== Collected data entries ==

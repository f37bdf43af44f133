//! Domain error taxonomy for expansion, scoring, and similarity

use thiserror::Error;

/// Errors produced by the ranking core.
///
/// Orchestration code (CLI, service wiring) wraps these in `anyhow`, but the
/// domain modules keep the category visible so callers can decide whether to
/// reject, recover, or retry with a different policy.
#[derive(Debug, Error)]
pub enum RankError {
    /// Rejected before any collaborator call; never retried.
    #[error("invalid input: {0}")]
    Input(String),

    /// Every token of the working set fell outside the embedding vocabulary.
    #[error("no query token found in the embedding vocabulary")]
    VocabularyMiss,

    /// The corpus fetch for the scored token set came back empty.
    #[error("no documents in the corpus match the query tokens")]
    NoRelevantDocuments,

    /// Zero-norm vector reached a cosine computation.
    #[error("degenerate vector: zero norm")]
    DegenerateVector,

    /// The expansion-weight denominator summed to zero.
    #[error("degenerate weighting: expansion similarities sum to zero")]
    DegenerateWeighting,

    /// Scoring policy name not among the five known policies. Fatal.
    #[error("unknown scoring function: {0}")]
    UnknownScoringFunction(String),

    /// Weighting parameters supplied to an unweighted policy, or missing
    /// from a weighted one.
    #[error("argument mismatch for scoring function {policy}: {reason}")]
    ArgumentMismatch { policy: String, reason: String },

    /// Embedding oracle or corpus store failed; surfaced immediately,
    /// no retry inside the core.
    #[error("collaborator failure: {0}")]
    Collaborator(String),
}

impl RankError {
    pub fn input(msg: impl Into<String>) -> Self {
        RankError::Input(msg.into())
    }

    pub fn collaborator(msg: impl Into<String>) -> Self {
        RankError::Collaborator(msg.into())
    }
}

== Brief ==
Provide the number of lines in the records above that contain the word "corpus", with no additional words.

== Reply ==
3